▶ Action item
Look through the entries below and extract exactly the lines from the one containing "pub enum WebhookEventKind" through the one containing "#[derive(Debug, Error)]", ends included.

(Stored items)

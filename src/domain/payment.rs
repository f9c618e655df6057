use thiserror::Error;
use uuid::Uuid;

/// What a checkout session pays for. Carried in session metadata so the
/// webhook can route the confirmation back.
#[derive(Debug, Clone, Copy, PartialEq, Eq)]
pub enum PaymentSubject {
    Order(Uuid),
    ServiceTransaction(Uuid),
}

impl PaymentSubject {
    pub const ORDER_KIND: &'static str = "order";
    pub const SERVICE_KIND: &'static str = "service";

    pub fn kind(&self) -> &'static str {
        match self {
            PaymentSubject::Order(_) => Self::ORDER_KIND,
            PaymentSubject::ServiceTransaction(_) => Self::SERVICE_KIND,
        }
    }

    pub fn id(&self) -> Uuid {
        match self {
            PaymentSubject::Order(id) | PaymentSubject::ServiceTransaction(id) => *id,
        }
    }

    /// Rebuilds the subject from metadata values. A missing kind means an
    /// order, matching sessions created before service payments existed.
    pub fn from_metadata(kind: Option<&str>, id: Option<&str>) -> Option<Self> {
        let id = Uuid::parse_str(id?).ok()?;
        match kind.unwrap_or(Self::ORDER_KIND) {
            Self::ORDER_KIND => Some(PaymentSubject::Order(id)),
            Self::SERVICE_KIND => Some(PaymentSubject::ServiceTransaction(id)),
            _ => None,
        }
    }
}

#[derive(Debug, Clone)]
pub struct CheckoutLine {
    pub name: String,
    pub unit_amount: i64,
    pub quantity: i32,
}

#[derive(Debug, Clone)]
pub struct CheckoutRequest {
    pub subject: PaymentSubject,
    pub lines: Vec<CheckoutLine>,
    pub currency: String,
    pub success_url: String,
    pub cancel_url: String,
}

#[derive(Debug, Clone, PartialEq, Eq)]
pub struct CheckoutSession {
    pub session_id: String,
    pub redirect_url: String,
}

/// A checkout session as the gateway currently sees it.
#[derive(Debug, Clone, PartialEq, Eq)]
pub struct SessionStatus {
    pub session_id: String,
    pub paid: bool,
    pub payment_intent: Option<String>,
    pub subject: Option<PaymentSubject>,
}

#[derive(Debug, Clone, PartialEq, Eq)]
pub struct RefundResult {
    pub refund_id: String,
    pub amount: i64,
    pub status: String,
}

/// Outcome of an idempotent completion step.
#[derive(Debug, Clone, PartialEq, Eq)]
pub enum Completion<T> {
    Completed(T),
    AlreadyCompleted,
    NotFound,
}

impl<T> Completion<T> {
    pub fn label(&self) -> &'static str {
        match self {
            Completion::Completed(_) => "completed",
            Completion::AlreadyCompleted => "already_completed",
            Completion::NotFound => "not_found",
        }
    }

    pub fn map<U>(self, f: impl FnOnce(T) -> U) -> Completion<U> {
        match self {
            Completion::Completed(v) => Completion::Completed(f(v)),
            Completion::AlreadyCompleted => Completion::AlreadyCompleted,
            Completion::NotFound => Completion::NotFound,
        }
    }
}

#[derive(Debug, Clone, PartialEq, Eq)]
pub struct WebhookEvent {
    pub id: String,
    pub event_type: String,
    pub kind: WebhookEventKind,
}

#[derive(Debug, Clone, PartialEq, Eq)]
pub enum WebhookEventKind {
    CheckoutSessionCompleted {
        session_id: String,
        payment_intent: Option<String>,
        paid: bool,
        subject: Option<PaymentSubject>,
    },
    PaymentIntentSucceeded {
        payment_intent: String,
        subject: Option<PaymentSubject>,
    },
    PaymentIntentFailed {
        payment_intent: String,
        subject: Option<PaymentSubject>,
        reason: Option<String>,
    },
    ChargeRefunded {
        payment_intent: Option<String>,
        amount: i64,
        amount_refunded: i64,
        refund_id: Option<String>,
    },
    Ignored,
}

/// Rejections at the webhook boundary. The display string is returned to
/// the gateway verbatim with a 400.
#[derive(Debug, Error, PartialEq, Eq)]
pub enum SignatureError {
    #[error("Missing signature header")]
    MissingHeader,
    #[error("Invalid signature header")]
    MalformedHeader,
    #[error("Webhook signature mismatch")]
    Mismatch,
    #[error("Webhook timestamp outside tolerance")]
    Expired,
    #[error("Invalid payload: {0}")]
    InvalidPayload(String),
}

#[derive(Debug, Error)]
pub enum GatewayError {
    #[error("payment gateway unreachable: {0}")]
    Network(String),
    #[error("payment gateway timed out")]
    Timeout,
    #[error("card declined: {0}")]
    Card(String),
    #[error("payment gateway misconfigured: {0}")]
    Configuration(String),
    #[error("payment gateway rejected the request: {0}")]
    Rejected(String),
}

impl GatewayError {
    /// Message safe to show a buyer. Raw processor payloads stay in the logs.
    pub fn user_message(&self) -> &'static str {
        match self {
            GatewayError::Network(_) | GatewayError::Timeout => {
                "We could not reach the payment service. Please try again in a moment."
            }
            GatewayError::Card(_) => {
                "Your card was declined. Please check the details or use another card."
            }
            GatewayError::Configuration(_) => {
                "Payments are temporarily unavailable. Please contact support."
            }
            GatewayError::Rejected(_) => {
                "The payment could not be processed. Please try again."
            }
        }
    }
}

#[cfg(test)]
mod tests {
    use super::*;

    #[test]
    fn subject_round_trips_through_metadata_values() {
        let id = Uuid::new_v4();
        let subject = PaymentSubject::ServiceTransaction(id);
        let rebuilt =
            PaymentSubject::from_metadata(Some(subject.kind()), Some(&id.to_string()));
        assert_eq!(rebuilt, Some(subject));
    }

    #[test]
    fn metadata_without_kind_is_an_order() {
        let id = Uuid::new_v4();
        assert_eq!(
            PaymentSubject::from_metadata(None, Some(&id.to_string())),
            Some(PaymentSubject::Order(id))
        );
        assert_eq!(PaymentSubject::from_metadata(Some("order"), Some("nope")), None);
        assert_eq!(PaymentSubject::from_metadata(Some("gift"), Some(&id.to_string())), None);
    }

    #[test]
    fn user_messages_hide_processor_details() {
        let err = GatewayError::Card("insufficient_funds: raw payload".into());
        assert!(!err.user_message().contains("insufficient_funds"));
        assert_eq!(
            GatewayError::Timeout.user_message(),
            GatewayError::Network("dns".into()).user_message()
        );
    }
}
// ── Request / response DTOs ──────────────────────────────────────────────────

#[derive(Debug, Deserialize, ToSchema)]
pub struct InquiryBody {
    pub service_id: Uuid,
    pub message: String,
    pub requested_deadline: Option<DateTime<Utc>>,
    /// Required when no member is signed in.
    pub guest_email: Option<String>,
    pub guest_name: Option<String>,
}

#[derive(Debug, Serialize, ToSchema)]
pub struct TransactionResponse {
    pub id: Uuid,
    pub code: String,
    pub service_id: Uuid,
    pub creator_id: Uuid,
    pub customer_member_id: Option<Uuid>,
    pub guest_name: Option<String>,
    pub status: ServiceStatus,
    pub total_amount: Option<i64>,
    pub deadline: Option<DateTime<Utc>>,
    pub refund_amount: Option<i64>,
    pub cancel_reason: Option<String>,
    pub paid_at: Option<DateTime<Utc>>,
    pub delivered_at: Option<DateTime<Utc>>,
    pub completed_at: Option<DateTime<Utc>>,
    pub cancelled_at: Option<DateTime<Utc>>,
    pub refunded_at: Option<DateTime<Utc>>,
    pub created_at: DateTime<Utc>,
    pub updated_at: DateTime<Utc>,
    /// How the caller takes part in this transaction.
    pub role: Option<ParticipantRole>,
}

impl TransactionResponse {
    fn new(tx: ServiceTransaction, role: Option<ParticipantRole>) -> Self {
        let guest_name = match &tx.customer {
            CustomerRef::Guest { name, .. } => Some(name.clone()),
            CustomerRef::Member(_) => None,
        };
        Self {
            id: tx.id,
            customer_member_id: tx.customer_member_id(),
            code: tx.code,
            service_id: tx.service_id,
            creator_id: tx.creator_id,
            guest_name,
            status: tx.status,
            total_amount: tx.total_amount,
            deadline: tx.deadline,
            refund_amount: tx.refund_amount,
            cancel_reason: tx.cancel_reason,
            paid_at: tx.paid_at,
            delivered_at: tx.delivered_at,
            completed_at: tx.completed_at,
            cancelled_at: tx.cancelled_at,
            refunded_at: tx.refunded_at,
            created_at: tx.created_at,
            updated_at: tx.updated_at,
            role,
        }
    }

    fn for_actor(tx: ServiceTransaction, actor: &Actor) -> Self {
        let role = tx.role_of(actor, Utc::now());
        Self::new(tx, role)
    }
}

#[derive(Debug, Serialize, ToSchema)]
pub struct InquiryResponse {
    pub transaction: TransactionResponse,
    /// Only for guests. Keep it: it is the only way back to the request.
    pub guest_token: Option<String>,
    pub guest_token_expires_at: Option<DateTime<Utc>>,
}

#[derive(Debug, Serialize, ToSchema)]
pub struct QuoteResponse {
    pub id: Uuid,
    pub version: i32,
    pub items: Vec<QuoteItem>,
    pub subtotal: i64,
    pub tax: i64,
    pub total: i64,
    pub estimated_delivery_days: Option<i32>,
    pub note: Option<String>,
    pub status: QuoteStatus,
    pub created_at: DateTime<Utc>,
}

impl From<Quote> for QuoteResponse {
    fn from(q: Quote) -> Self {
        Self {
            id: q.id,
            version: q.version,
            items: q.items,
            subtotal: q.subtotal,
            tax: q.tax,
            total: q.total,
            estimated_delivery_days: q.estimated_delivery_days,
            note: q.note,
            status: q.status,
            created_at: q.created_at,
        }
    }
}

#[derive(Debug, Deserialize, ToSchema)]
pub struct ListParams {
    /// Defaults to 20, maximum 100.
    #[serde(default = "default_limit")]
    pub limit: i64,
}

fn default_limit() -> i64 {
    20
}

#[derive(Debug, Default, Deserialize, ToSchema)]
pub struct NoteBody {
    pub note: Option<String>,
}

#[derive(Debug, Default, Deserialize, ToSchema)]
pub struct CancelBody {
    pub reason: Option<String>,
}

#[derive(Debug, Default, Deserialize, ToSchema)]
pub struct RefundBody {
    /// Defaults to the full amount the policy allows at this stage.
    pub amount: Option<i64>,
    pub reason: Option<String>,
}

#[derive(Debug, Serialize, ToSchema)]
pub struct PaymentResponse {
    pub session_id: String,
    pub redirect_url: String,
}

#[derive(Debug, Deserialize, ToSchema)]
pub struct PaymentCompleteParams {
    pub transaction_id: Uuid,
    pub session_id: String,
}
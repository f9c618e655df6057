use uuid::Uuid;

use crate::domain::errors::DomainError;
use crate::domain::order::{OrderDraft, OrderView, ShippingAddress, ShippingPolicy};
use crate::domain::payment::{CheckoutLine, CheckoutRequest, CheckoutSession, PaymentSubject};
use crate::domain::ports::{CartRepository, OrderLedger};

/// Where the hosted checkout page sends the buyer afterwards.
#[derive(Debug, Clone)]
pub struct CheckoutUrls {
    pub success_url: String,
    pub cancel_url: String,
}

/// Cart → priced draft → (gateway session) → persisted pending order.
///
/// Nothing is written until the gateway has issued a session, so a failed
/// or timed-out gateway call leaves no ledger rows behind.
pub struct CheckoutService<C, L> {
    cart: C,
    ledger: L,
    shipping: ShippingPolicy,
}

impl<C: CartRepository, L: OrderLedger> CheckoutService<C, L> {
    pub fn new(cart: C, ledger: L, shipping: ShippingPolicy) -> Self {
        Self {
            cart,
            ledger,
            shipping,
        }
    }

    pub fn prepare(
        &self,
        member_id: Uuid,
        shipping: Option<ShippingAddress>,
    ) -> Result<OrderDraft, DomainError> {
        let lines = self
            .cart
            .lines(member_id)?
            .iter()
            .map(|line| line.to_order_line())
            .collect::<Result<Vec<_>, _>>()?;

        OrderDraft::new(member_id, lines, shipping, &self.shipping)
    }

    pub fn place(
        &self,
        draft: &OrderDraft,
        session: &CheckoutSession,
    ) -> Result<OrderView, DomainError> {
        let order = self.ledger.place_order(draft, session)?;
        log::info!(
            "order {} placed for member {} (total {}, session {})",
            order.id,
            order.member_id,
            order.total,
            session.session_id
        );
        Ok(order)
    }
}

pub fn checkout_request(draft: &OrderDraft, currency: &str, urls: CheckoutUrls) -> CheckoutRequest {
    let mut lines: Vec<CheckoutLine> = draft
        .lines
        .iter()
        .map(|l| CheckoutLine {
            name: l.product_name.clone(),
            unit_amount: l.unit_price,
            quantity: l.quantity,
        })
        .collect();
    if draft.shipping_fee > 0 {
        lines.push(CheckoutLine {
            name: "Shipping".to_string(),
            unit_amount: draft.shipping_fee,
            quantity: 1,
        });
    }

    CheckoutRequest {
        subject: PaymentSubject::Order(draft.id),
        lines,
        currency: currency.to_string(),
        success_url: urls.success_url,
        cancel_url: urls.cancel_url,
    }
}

▶ Written reply
pub enum WebhookEventKind {
    CheckoutSessionCompleted {
        session_id: String,
        payment_intent: Option<String>,
        paid: bool,
        subject: Option<PaymentSubject>,
    },
    PaymentIntentSucceeded {
        payment_intent: String,
        subject: Option<PaymentSubject>,
    },
    PaymentIntentFailed {
        payment_intent: String,
        subject: Option<PaymentSubject>,
        reason: Option<String>,
    },
    ChargeRefunded {
        payment_intent: Option<String>,
        amount: i64,
        amount_refunded: i64,
        refund_id: Option<String>,
    },
    Ignored,
}

/// Rejections at the webhook boundary. The display string is returned to
/// the gateway verbatim with a 400.
#[derive(Debug, Error, PartialEq, Eq)]
pub enum SignatureError {
    #[error("Missing signature header")]
    MissingHeader,
    #[error("Invalid signature header")]
    MalformedHeader,
    #[error("Webhook signature mismatch")]
    Mismatch,
    #[error("Webhook timestamp outside tolerance")]
    Expired,
    #[error("Invalid payload: {0}")]
    InvalidPayload(String),
}

#[derive(Debug, Error)]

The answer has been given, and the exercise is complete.